Gross profit is equal to our net sales less our cost of sales.  Cost of sales
includes merchandise costs, inventory markdowns, shrinkage and transportation,
distribution and warehousing costs, including depreciation. Gross margin is
gross profit as a percentage of our net sales. Gross margin is a measure used by
management to indicate whether we are selling merchandise at an appropriate
gross profit.

In addition, our gross margin is impacted by product mix, as some products generally provide higher gross margins, by our merchandise mix and availability, and by our merchandise cost, which can vary.



Our gross profit is variable in nature and generally follows changes in net
sales.  We regularly analyze the components of gross profit, as well as gross
margin.  Specifically, our product margin and merchandise mix is reviewed by our
merchant team and senior management, ensuring strict adherence to internal
margin goals.  Our disciplined buying approach has produced consistent gross
margins and we believe helps to mitigate adverse impacts on gross profit and
results of operation.

The components of our cost of sales may not be comparable to the components of
cost of sales or similar measures of our competitors and other retailers.  As a
result, our gross profit and gross margin may not be comparable to similar data
made available by our competitors and other retailers.

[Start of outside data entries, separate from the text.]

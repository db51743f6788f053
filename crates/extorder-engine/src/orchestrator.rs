//! The [`Sorter`] orchestrator and its injected collaborators.
//!
//! The host's extension registry and its notification bus are reached
//! through two traits instead of ambient globals: an [`ExtensionSource`]
//! yielding the live collection and a [`ChangePublisher`] with a single
//! publish operation. One `sort_by` call is a fresh, stateless,
//! fully synchronous pass over the then-current collection.

use std::cmp::Ordering;

use extorder_core::{Extension, LoadOrderChange, SORTED_TOPIC};
use tracing::debug;

use crate::errors::{FaultMode, Result};
use crate::partition::partition;
use crate::positions::available_sort_positions;
use crate::reassign::assign_sort_positions;
use crate::sorting::sort_bucket;

/// Yields the host's live extension collection.
///
/// The engine mutates the returned records in place. The host must not
/// mutate the collection concurrently during a pass; the engine does no
/// locking of its own.
pub trait ExtensionSource {
    /// Mutable view of the current extension collection.
    fn extensions_mut(&mut self) -> &mut [Extension];
}

/// Sink for the batched load-order notification.
pub trait ChangePublisher {
    /// Publish a payload on a named topic.
    fn publish(&mut self, topic: &str, changes: &[LoadOrderChange]);
}

/// Reorders extensions bucket by bucket per a caller-supplied comparator.
pub struct Sorter<S, P> {
    source: S,
    publisher: P,
    mode: FaultMode,
}

impl<S, P> Sorter<S, P>
where
    S: ExtensionSource,
    P: ChangePublisher,
{
    /// Create a sorter with the default [`FaultMode::Lenient`].
    #[must_use]
    pub fn new(source: S, publisher: P) -> Self {
        Self::with_fault_mode(source, publisher, FaultMode::default())
    }

    /// Create a sorter with an explicit fault mode.
    #[must_use]
    pub fn with_fault_mode(source: S, publisher: P, mode: FaultMode) -> Self {
        Self {
            source,
            publisher,
            mode,
        }
    }

    /// Reorder the host's extensions per `comparator`.
    ///
    /// For every bucket, in discovery order: capture the bucket's current
    /// sort positions, stable-sort its members, hand the captured
    /// positions back out in the new order. Records whose position
    /// actually changed are collected across all buckets; a non-empty
    /// collection is published once, as a single batch, on
    /// [`SORTED_TOPIC`]. Zero changes publish nothing.
    ///
    /// In [`FaultMode::Strict`] a position-count mismatch aborts the pass;
    /// in [`FaultMode::Lenient`] the faulted bucket is skipped.
    pub fn sort_by<F>(&mut self, mut comparator: F) -> Result<()>
    where
        F: FnMut(&Extension, &Extension) -> Ordering,
    {
        let extensions = self.source.extensions_mut();
        let buckets = partition(extensions);
        let mut changes: Vec<LoadOrderChange> = Vec::new();

        for mut bucket in buckets {
            debug!(bucket = %bucket.key, members = bucket.indices.len(), "sorting bucket");
            let positions = available_sort_positions(extensions, &bucket.indices);
            sort_bucket(extensions, &mut bucket.indices, &mut comparator);
            changes.extend(assign_sort_positions(
                extensions,
                &bucket.indices,
                &positions,
                &bucket.key,
                self.mode,
            )?);
        }

        if !changes.is_empty() {
            debug!(count = changes.len(), "publishing load order changes");
            self.publisher.publish(SORTED_TOPIC, &changes);
        }
        Ok(())
    }

    /// The source collaborator, for hosts that keep the sorter around.
    pub fn source_mut(&mut self) -> &mut S {
        &mut self.source
    }

    /// The publisher collaborator.
    pub fn publisher_mut(&mut self) -> &mut P {
        &mut self.publisher
    }
}

// ─────────────────────────────────────────────────────────────────────────────
// Tests
// ─────────────────────────────────────────────────────────────────────────────

#[cfg(test)]
mod tests {
    use super::*;
    use crate::memory::{RecordingPublisher, VecSource};
    use extorder_core::ExecPhase;

    fn ext(id: &str, title: &str, scope: &str, phase: ExecPhase, sort: i64) -> Extension {
        Extension::new(id, title, scope, phase, sort)
    }

    fn by_title(a: &Extension, b: &Extension) -> Ordering {
        a.title.cmp(&b.title)
    }

    #[test]
    fn already_ordered_input_publishes_nothing() {
        // "A" holds 2, "B" holds 5; ascending by title leaves both
        // slots where they are.
        let source = VecSource::new(vec![
            ext("e1", "B", "webview", ExecPhase::BeforeLoadRules, 5),
            ext("e2", "A", "webview", ExecPhase::BeforeLoadRules, 2),
        ]);
        let mut sorter = Sorter::new(source, RecordingPublisher::default());
        sorter.sort_by(by_title).unwrap();

        assert!(sorter.publisher_mut().calls.is_empty());
        let extensions = sorter.source_mut().extensions_mut();
        assert_eq!(extensions[0].sort_position, 5);
        assert_eq!(extensions[1].sort_position, 2);
    }

    #[test]
    fn descending_order_swaps_and_publishes_once() {
        let source = VecSource::new(vec![
            ext("e1", "B", "webview", ExecPhase::BeforeLoadRules, 5),
            ext("e2", "A", "webview", ExecPhase::BeforeLoadRules, 2),
        ]);
        let mut sorter = Sorter::new(source, RecordingPublisher::default());
        sorter.sort_by(|a, b| by_title(b, a)).unwrap();

        let calls = &sorter.publisher_mut().calls;
        assert_eq!(calls.len(), 1);
        assert_eq!(calls[0].0, SORTED_TOPIC);
        assert_eq!(calls[0].1.len(), 2);

        let extensions = sorter.source_mut().extensions_mut();
        assert_eq!(extensions[0].sort_position, 2); // "B" now first slot
        assert_eq!(extensions[1].sort_position, 5); // "A" now last slot
    }

    #[test]
    fn reorder_never_crosses_buckets() {
        let source = VecSource::new(vec![
            ext("e1", "Z", "main", ExecPhase::DomReady, 1),
            ext("e2", "A", "webview", ExecPhase::DomReady, 9),
        ]);
        let mut sorter = Sorter::new(source, RecordingPublisher::default());
        sorter.sort_by(by_title).unwrap();

        // Single-member buckets: nothing can move.
        assert!(sorter.publisher_mut().calls.is_empty());
        let extensions = sorter.source_mut().extensions_mut();
        assert_eq!(extensions[0].sort_position, 1);
        assert_eq!(extensions[1].sort_position, 9);
    }

    #[test]
    fn run_once_bucket_merges_and_reassigns_across_both() {
        let source = VecSource::new(vec![
            ext("e1", "C", "main", ExecPhase::BeforeLoadRulesRunOnce, 1),
            ext("e2", "A", "main", ExecPhase::BeforeLoadRules, 2),
            ext("e3", "B", "main", ExecPhase::BeforeLoadRules, 3),
        ]);
        let mut sorter = Sorter::new(source, RecordingPublisher::default());
        sorter.sort_by(by_title).unwrap();

        let extensions = sorter.source_mut().extensions_mut();
        // Merged bucket slots {1, 2, 3} redealt to A, B, C.
        assert_eq!(extensions[1].sort_position, 1); // A
        assert_eq!(extensions[2].sort_position, 2); // B
        assert_eq!(extensions[0].sort_position, 3); // C
        // Phase on the record survives normalization.
        assert_eq!(
            extensions[0].exec_phase,
            ExecPhase::BeforeLoadRulesRunOnce
        );
    }

    #[test]
    fn second_pass_is_idempotent() {
        let source = VecSource::new(vec![
            ext("e1", "B", "main", ExecPhase::AfterTags, 10),
            ext("e2", "A", "main", ExecPhase::AfterTags, 20),
        ]);
        let mut sorter = Sorter::new(source, RecordingPublisher::default());
        sorter.sort_by(by_title).unwrap();
        assert_eq!(sorter.publisher_mut().calls.len(), 1);

        sorter.sort_by(by_title).unwrap();
        assert_eq!(sorter.publisher_mut().calls.len(), 1, "no second publish");
    }

    #[test]
    fn empty_collection_is_a_no_op() {
        let mut sorter = Sorter::new(VecSource::new(vec![]), RecordingPublisher::default());
        sorter.sort_by(by_title).unwrap();
        assert!(sorter.publisher_mut().calls.is_empty());
    }

    #[test]
    fn strict_mode_succeeds_on_well_formed_input() {
        let source = VecSource::new(vec![
            ext("e1", "B", "main", ExecPhase::DomReady, 2),
            ext("e2", "A", "main", ExecPhase::DomReady, 1),
        ]);
        let mut sorter =
            Sorter::with_fault_mode(source, RecordingPublisher::default(), FaultMode::Strict);
        sorter.sort_by(by_title).unwrap();
        assert_eq!(sorter.publisher_mut().calls.len(), 1);
    }
}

Selling, General, and Administrative Expenses



SG&A are comprised of payroll and benefits for store, field support, and support
center associates.  SG&A also include marketing and advertising expense,
occupancy costs for stores and the store support center, insurance, corporate
infrastructure, and other general expenses. The components of our SG&A remain
relatively consistent per store and for each new store opening. The components
of our SG&A may not be comparable to the components of similar measures of other
retailers.  Consolidated SG&A generally increase as we grow our store base and
as our net sales increase. A significant portion of our expenses is primarily
fixed in nature, and we expect to continue to maintain strict discipline while
carefully monitoring SG&A as a percentage of net sales.  We expect that our SG&A
will continue to increase in future periods with future growth.

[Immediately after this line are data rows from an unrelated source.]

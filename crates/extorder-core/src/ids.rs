//! Branded identifier newtypes.
//!
//! IDs are opaque strings on the wire. Newtypes keep an extension ID from
//! being passed where a scope is expected.

use std::fmt;

use serde::{Deserialize, Serialize};

/// Unique, stable identifier of an extension record.
#[derive(Clone, Debug, PartialEq, Eq, Hash, Serialize, Deserialize)]
#[serde(transparent)]
pub struct ExtensionId(String);

impl ExtensionId {
    /// Create an ID from any string-like value.
    #[must_use]
    pub fn new(id: impl Into<String>) -> Self {
        Self(id.into())
    }

    /// The raw string form.
    #[must_use]
    pub fn as_str(&self) -> &str {
        &self.0
    }
}

impl fmt::Display for ExtensionId {
    fn fmt(&self, f: &mut fmt::Formatter<'_>) -> fmt::Result {
        f.write_str(&self.0)
    }
}

impl From<&str> for ExtensionId {
    fn from(id: &str) -> Self {
        Self(id.to_string())
    }
}

impl From<String> for ExtensionId {
    fn from(id: String) -> Self {
        Self(id)
    }
}

/// Scope of an extension: either a well-known scope name or a tag-type
/// identifier.
///
/// The engine uses scopes only as partition keys and never interprets
/// their contents.
#[derive(Clone, Debug, PartialEq, Eq, Hash, Serialize, Deserialize)]
#[serde(transparent)]
pub struct Scope(String);

impl Scope {
    /// Create a scope from any string-like value.
    #[must_use]
    pub fn new(scope: impl Into<String>) -> Self {
        Self(scope.into())
    }

    /// The raw string form.
    #[must_use]
    pub fn as_str(&self) -> &str {
        &self.0
    }
}

impl fmt::Display for Scope {
    fn fmt(&self, f: &mut fmt::Formatter<'_>) -> fmt::Result {
        f.write_str(&self.0)
    }
}

impl From<&str> for Scope {
    fn from(scope: &str) -> Self {
        Self(scope.to_string())
    }
}

impl From<String> for Scope {
    fn from(scope: String) -> Self {
        Self(scope)
    }
}

// ─────────────────────────────────────────────────────────────────────────────
// Tests
// ─────────────────────────────────────────────────────────────────────────────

Depreciation and Amortization Expenses



Property and equipment are stated at original cost less accumulated depreciation
and amortization. Depreciation and amortization expenses are calculated over the
estimated useful lives of the related assets, or in the case of leasehold
improvements, the lesser of the useful lives or the remaining term of the lease.
Expenditures for additions, renewals, and betterments are capitalized;
expenditures for maintenance and repairs are charged to expense as incurred.
Depreciation and amortization are computed on the straight-line method for
financial reporting purposes. Depreciation as it relates to our distribution
centers is included within cost of sales on the condensed consolidated
statements of income.

Pre-Opening Expenses



Pre-opening expenses consist of expenses of opening new stores and distribution
centers, as well as store closing costs.  For opening new stores, pre-opening
expenses include grand opening advertising costs, payroll expenses, travel
expenses, employee training costs, rent expenses, and store setup costs.
Pre-opening expenses for new stores are expensed as they are incurred, which is
typically within 30 to 45 days of opening a new store. For opening distribution
centers, pre-opening expenses primarily include inventory transportation costs,
employee travel expenses, and occupancy costs.  Store closing costs primarily
consist of insurance deductibles, rent, and store payroll.

Operating Income



Operating income is gross profit less SG&A, depreciation and amortization, and
pre-opening expenses.  Operating income excludes net interest income or expense,
and income tax expense or benefit.  We use operating income as an indicator of
the productivity of our business and our ability to manage expenses.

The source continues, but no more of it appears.